Put your trust in these folks; they ROCK!

A few weeks ago, it was discovered that a client site we didn’t build or maintain had been hacked badly. All nav links were changed to spam links in addition to a missing home page and scrambled content. To make matters worse, the client was several major rev levels behind on the WordPress core files as well as all of the plugins. The only exceptions were the plugins that had been deprecated but still in use.

What also didn’t know was that the site had been hacked at least three years ago, so ALL of the backups available to us were useless as they were already infected.

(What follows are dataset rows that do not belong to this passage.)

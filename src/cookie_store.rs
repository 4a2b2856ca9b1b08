use std::sync::Arc;

use tauri::{webview::Cookie, AppHandle, Manager};
use time::OffsetDateTime;
use tokio::sync::Notify;
use url::Url;

use crate::{
    append_cookie_log,
    cookie_sync::{self, CookieRecord, CookieSameSite, CookieStore},
    shell_events::{ShellEvent, ShellEventSender},
    COOKIE_WATCH_INTERVAL, MAIN_WINDOW_LABEL,
};

/// Cookie store of the main window's webview.
#[derive(Clone)]
pub(crate) struct WebviewCookieStore {
    app_handle: AppHandle,
}

impl WebviewCookieStore {
    pub(crate) fn new(app_handle: AppHandle) -> Self {
        Self { app_handle }
    }

    fn main_window(&self) -> Result<tauri::WebviewWindow, String> {
        self.app_handle
            .get_webview_window(MAIN_WINDOW_LABEL)
            .ok_or_else(|| "main window is not available".to_string())
    }
}

impl CookieStore for WebviewCookieStore {
    fn all_cookies(&self) -> Result<Vec<CookieRecord>, String> {
        let cookies = self
            .main_window()?
            .cookies()
            .map_err(|error| format!("failed to read webview cookies: {error}"))?;
        Ok(cookies.iter().map(record_from_cookie).collect())
    }

    fn set_cookie(&self, origin: &Url, record: &CookieRecord) -> Result<(), String> {
        self.main_window()?
            .set_cookie(cookie_from_record(origin, record))
            .map_err(|error| format!("failed to set webview cookie: {error}"))
    }
}

pub(crate) fn record_from_cookie(cookie: &Cookie<'_>) -> CookieRecord {
    let expiration_date = cookie
        .expires_datetime()
        .map(|expires_at| expires_at.unix_timestamp_nanos() as f64 / 1_000_000_000.0);

    CookieRecord {
        name: cookie.name().to_string(),
        value: cookie.value().to_string(),
        domain: cookie.domain().map(str::to_string),
        host_only: cookie.domain().is_none(),
        path: cookie.path().unwrap_or("/").to_string(),
        secure: cookie.secure().unwrap_or(false),
        http_only: cookie.http_only().unwrap_or(false),
        session: expiration_date.is_none(),
        expiration_date,
        same_site: cookie.same_site().map(|same_site| match same_site {
            cookie::SameSite::Strict => CookieSameSite::Strict,
            cookie::SameSite::Lax => CookieSameSite::Lax,
            cookie::SameSite::None => CookieSameSite::NoRestriction,
        }),
    }
}

/// Host-only records are pinned to the hosted origin's host.
pub(crate) fn cookie_from_record(origin: &Url, record: &CookieRecord) -> Cookie<'static> {
    let domain = match (&record.domain, record.host_only) {
        (Some(domain), false) => domain.trim_start_matches('.').to_string(),
        _ => origin.host_str().unwrap_or_default().to_string(),
    };

    let mut builder = Cookie::build((record.name.clone(), record.value.clone()))
        .domain(domain)
        .path(record.path.clone())
        .secure(record.secure)
        .http_only(record.http_only);

    if !record.session {
        let expires_at = record
            .expiration_date
            .and_then(|seconds| {
                OffsetDateTime::from_unix_timestamp_nanos((seconds * 1_000_000_000.0) as i128).ok()
            });
        if let Some(expires_at) = expires_at {
            builder = builder.expires(expires_at);
        }
    }

    builder = match record.same_site {
        Some(CookieSameSite::Strict) => builder.same_site(cookie::SameSite::Strict),
        Some(CookieSameSite::Lax) => builder.same_site(cookie::SameSite::Lax),
        Some(CookieSameSite::NoRestriction) => builder.same_site(cookie::SameSite::None),
        Some(CookieSameSite::Unspecified) | None => builder,
    };

    builder.build()
}

/// Polls the webview store and turns differences into `CookiesChanged` events.
/// A page load pokes the watch through `wake` for an immediate read.
pub(crate) fn spawn_cookie_watch(
    store: WebviewCookieStore,
    events: ShellEventSender,
    wake: Arc<Notify>,
    baseline: Vec<CookieRecord>,
) {
    tauri::async_runtime::spawn(async move {
        let mut known = baseline;
        loop {
            let _ = tokio::time::timeout(COOKIE_WATCH_INTERVAL, wake.notified()).await;

            if store.main_window().is_err() {
                append_cookie_log("cookie watch stopped: main window is gone");
                break;
            }

            let current = match store.all_cookies() {
                Ok(current) => current,
                Err(error) => {
                    append_cookie_log(&format!("cookie watch read failed: {error}"));
                    continue;
                }
            };

            let now = cookie_sync::now_epoch_seconds();
            for change in cookie_sync::diff_cookie_sets(&known, &current, now) {
                events.dispatch(ShellEvent::CookiesChanged(change), append_cookie_log);
            }
            known = current;
        }
    });
}
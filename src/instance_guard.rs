use tauri::{plugin::TauriPlugin, Manager, Runtime};

use crate::{
    append_startup_log, append_warning_log, append_window_log, shell_events::ShellEvent, AppState,
};

#[derive(Debug, Clone, Copy, PartialEq, Eq)]
pub(crate) enum ClaimOutcome {
    Primary,
    /// The OS lock mechanism could not be used at all.
    Unavailable,
}

#[derive(Debug, Clone, Copy, PartialEq, Eq)]
pub(crate) enum StartupDecision {
    Continue,
    ContinueStandalone,
}

pub(crate) fn decide_startup(outcome: ClaimOutcome) -> StartupDecision {
    match outcome {
        ClaimOutcome::Primary => StartupDecision::Continue,
        ClaimOutcome::Unavailable => StartupDecision::ContinueStandalone,
    }
}

/// Steps the running instance takes when another launch hands off to it.
#[derive(Debug, Clone, Copy, PartialEq, Eq)]
pub(crate) struct FocusPlan {
    pub(crate) unminimize: bool,
    pub(crate) show_all: bool,
    pub(crate) focus: bool,
}

pub(crate) fn plan_focus(minimized: bool, any_visible: bool) -> FocusPlan {
    FocusPlan {
        unminimize: minimized,
        show_all: !any_visible,
        focus: true,
    }
}

/// Registered before any setup side effect. A secondary launch hands off to
/// the running instance and exits inside the plugin initialisation, so only
/// the primary instance ever gets a registration result back.
pub(crate) fn plugin<R: Runtime>() -> TauriPlugin<R> {
    tauri_plugin_single_instance::init(|app, argv, _cwd| {
        append_startup_log(&format!(
            "second instance launch detected, args={argv:?}; handing off to running instance"
        ));
        match app.try_state::<AppState>() {
            Some(state) => state
                .events
                .dispatch(ShellEvent::SecondInstance, append_window_log),
            None => append_startup_log("second instance hand-off skipped: app state not ready"),
        }
    })
}

/// Maps the single-instance registration result onto a startup decision.
pub(crate) fn claim_outcome<E: std::fmt::Display>(registration: Result<(), E>) -> ClaimOutcome {
    match registration {
        Ok(()) => ClaimOutcome::Primary,
        Err(error) => {
            append_warning_log(&format!("single-instance lock unavailable: {error}"));
            ClaimOutcome::Unavailable
        }
    }
}

#[cfg(test)]
mod tests {
    use super::*;

    #[test]
    fn unavailable_lock_continues_standalone() {
        assert_eq!(
            decide_startup(ClaimOutcome::Primary),
            StartupDecision::Continue
        );
        assert_eq!(
            decide_startup(ClaimOutcome::Unavailable),
            StartupDecision::ContinueStandalone
        );
    }

    #[test]
    fn failed_registration_maps_to_unavailable() {
        assert_eq!(claim_outcome::<String>(Ok(())), ClaimOutcome::Primary);
        assert_eq!(
            claim_outcome(Err("dbus unavailable".to_string())),
            ClaimOutcome::Unavailable
        );
    }

    #[test]
    fn plan_focus_restores_minimized_hidden_window() {
        assert_eq!(
            plan_focus(true, false),
            FocusPlan {
                unminimize: true,
                show_all: true,
                focus: true,
            }
        );
    }

    #[test]
    fn plan_focus_only_focuses_visible_window() {
        assert_eq!(
            plan_focus(false, true),
            FocusPlan {
                unminimize: false,
                show_all: false,
                focus: true,
            }
        );
    }
}
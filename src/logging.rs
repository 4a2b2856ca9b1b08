use chrono::{DateTime, Local};
use std::{
    fs::{self, OpenOptions},
    io::Write,
    path::{Path, PathBuf},
    sync::{Mutex, OnceLock},
};

use crate::{
    log_buffer::LogBuffer, runtime_paths, DESKTOP_LOG_DIR, DESKTOP_LOG_FILE,
    DESKTOP_LOG_MAX_BYTES, LOG_BUFFER_CAPACITY,
};

static LOG_BUFFER: OnceLock<Mutex<LogBuffer>> = OnceLock::new();
static DESKTOP_LOG_WRITE_LOCK: OnceLock<Mutex<()>> = OnceLock::new();

#[derive(Debug, Clone, Copy, PartialEq, Eq)]
pub(crate) enum DesktopLogCategory {
    Startup,
    Runtime,
    Window,
    Cookie,
    Update,
    Crash,
    Shutdown,
}

impl DesktopLogCategory {
    fn as_str(self) -> &'static str {
        match self {
            Self::Startup => "startup",
            Self::Runtime => "runtime",
            Self::Window => "window",
            Self::Cookie => "cookie",
            Self::Update => "update",
            Self::Crash => "crash",
            Self::Shutdown => "shutdown",
        }
    }
}

#[derive(Debug, Clone, Copy, PartialEq, Eq)]
pub(crate) enum LogLevel {
    Info,
    Warn,
    Error,
}

impl LogLevel {
    fn as_str(self) -> &'static str {
        match self {
            Self::Info => "INFO",
            Self::Warn => "WARN",
            Self::Error => "ERROR",
        }
    }
}

pub(crate) fn format_log_line(
    timestamp: DateTime<Local>,
    level: LogLevel,
    category: DesktopLogCategory,
    message: &str,
) -> String {
    format!(
        "[{}] [{}] [{}] {}",
        timestamp.format("%Y-%m-%d %H:%M:%S%.3f"),
        level.as_str(),
        category.as_str(),
        message.replace('\r', "").replace('\n', "\\n")
    )
}

fn log_buffer() -> &'static Mutex<LogBuffer> {
    LOG_BUFFER.get_or_init(|| Mutex::new(LogBuffer::with_capacity(LOG_BUFFER_CAPACITY)))
}

/// Records one console emission: buffered for "copy log" and crash reports,
/// forwarded unchanged to stderr, and appended to the desktop log file.
pub(crate) fn emit(category: DesktopLogCategory, level: LogLevel, message: &str) {
    let line = format_log_line(Local::now(), level, category, message);

    match log_buffer().lock() {
        Ok(mut buffer) => buffer.push(line.clone()),
        Err(error) => error.into_inner().push(line.clone()),
    }

    eprintln!("{message}");

    if let Some(data_dir) = runtime_paths::default_data_dir() {
        append_to_desktop_log_file(
            &resolve_desktop_log_path(&data_dir),
            &line,
            DESKTOP_LOG_MAX_BYTES,
        );
    }
}

/// Newline-joined copy of the in-memory log, taken under a single lock.
pub(crate) fn snapshot_log_buffer() -> String {
    match log_buffer().lock() {
        Ok(buffer) => buffer.snapshot(),
        Err(error) => error.into_inner().snapshot(),
    }
}

pub(crate) fn resolve_desktop_log_path(data_dir: &Path) -> PathBuf {
    data_dir.join(DESKTOP_LOG_DIR).join(DESKTOP_LOG_FILE)
}

fn append_to_desktop_log_file(path: &Path, line: &str, max_bytes: u64) {
    if cfg!(test) {
        return;
    }

    let _guard = match DESKTOP_LOG_WRITE_LOCK.get_or_init(|| Mutex::new(())).lock() {
        Ok(guard) => guard,
        Err(error) => error.into_inner(),
    };

    if let Some(parent) = path.parent() {
        if fs::create_dir_all(parent).is_err() {
            return;
        }
    }
    rotate_if_needed(path, max_bytes);

    if let Ok(mut file) = OpenOptions::new().create(true).append(true).open(path) {
        let _ = writeln!(file, "{line}");
    }
}

fn rotate_if_needed(path: &Path, max_bytes: u64) {
    let Ok(metadata) = fs::metadata(path) else {
        return;
    };
    if metadata.len() < max_bytes {
        return;
    }

    let mut backup = path.as_os_str().to_owned();
    backup.push(".1");
    let _ = fs::rename(path, PathBuf::from(backup));
}

pub(crate) fn append_startup_log(message: &str) {
    emit(DesktopLogCategory::Startup, LogLevel::Info, message);
}

pub(crate) fn append_desktop_log(message: &str) {
    emit(DesktopLogCategory::Runtime, LogLevel::Info, message);
}

pub(crate) fn append_window_log(message: &str) {
    emit(DesktopLogCategory::Window, LogLevel::Info, message);
}

pub(crate) fn append_cookie_log(message: &str) {
    emit(DesktopLogCategory::Cookie, LogLevel::Info, message);
}

pub(crate) fn append_update_log(message: &str) {
    emit(DesktopLogCategory::Update, LogLevel::Info, message);
}

pub(crate) fn append_shutdown_log(message: &str) {
    emit(DesktopLogCategory::Shutdown, LogLevel::Info, message);
}

pub(crate) fn append_crash_log(message: &str) {
    emit(DesktopLogCategory::Crash, LogLevel::Error, message);
}

pub(crate) fn append_warning_log(message: &str) {
    emit(DesktopLogCategory::Runtime, LogLevel::Warn, message);
}

#[cfg(test)]
mod tests {
    use super::*;
    use chrono::TimeZone;

    #[test]
    fn format_log_line_is_single_line_with_level_and_category() {
        let timestamp = Local.with_ymd_and_hms(2026, 1, 2, 3, 4, 5).unwrap();
        let line = format_log_line(
            timestamp,
            LogLevel::Warn,
            DesktopLogCategory::Cookie,
            "first\nsecond",
        );
        assert_eq!(
            line,
            "[2026-01-02 03:04:05.000] [WARN] [cookie] first\\nsecond"
        );
    }

    fn buffered_line_for(marker: &str) -> Option<String> {
        snapshot_log_buffer()
            .lines()
            .find(|line| line.contains(marker))
            .map(str::to_string)
    }

    #[test]
    fn append_helpers_buffer_timestamped_tagged_lines() {
        append_window_log("main window hidden [buffer-window-7f3a]");
        append_warning_log("lock unavailable [buffer-warn-7f3a]");
        append_crash_log("fatal fault [buffer-crash-7f3a]");

        let window = buffered_line_for("[buffer-window-7f3a]").unwrap();
        assert!(window.starts_with('['));
        assert!(window.ends_with("[INFO] [window] main window hidden [buffer-window-7f3a]"));
        assert!(buffered_line_for("[buffer-warn-7f3a]")
            .unwrap()
            .contains("[WARN] [runtime] lock unavailable"));
        assert!(buffered_line_for("[buffer-crash-7f3a]")
            .unwrap()
            .contains("[ERROR] [crash] fatal fault"));
    }

    #[test]
    fn snapshot_keeps_emission_order_and_flattens_newlines() {
        append_cookie_log("first [order-1-9c2e]");
        append_update_log("second\nline [order-2-9c2e]");

        let snapshot = snapshot_log_buffer();
        let first = snapshot.find("[order-1-9c2e]").unwrap();
        let second = snapshot.find("[order-2-9c2e]").unwrap();
        assert!(first < second);
        assert!(buffered_line_for("[order-2-9c2e]")
            .unwrap()
            .ends_with("[INFO] [update] second\\nline [order-2-9c2e]"));
    }

    #[test]
    fn resolve_desktop_log_path_nests_under_logs_dir() {
        let path = resolve_desktop_log_path(Path::new("/data"));
        assert_eq!(path, Path::new("/data").join("logs").join("desktop.log"));
    }

    #[test]
    fn rotate_if_needed_moves_oversized_file_aside() {
        let dir = tempfile::tempdir().unwrap();
        let path = dir.path().join("desktop.log");
        fs::write(&path, "0123456789").unwrap();

        rotate_if_needed(&path, 4);

        assert!(!path.exists());
        assert_eq!(
            fs::read_to_string(dir.path().join("desktop.log.1")).unwrap(),
            "0123456789"
        );
    }

    #[test]
    fn rotate_if_needed_keeps_small_file() {
        let dir = tempfile::tempdir().unwrap();
        let path = dir.path().join("desktop.log");
        fs::write(&path, "ok").unwrap();

        rotate_if_needed(&path, 1024);

        assert!(path.exists());
    }
}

We worked with Marco and Paolo from the Wordfence Malware cleanup team (KUDOS to these guys; they were great!) were really on the case for us. They identified and cleaned up every piece of malware that had deeply infected multiple site pages. Everything that could be updated was and the usual changes like deleting old and creating new administrator accounts, SFTP & WPDB passwords, salts, etc., etc., and then immediately made a full Updraft Plus backup of the website. We also did a complete file by file backup plus a WP content export of all pages, posts, etc.

So we knew that if the site got hacked again, at least we’d have a known good base level backup we could restore from.

The only remaining problem was that the cheap free theme the client used to build their site had long been abandoned by the author/developer (more than 5 years ago!) and so that vulnerability was still existent.

Sure enough, after the fully cleaned site went back online, we saw a huge spike in brute force attacks using previous administrator usernames, and XSS (and other) attacks. So, it became clear that the old crew, who probably originally hack the site in the first place, wanted back in.

Wordfence Professional (a one year Pro license is included in the malware cleanup cost!) to the rescue. Since the vast majority of attack attempts originated from foreign IPs, we just turned on the blocking of the login page from EVERY country except the USA. Brute force attacks dropped to a mere trickle – and the realtime Wordfence Firewall rules protect the site from the XSS (and other) attacks. We’re happy to report that the site is still up and running! We closely monitor the daily Wordfence can reports (mostly clean except for deprecated plugins still in use and the abandoned theme) but we know that behind the scenes, the good folks at Wordfence have our backs by providing 24×7 champagne quality protection for a beer budget cost.

If you rely on your website, even the slightest bit, or have clients who rely on you to protect their websites, their reputations, and the security and safety of their site guests, Wordfence is a no-brainer.

Hell, it’s practically negligence not having the Wordfence plugin installed and properly configured!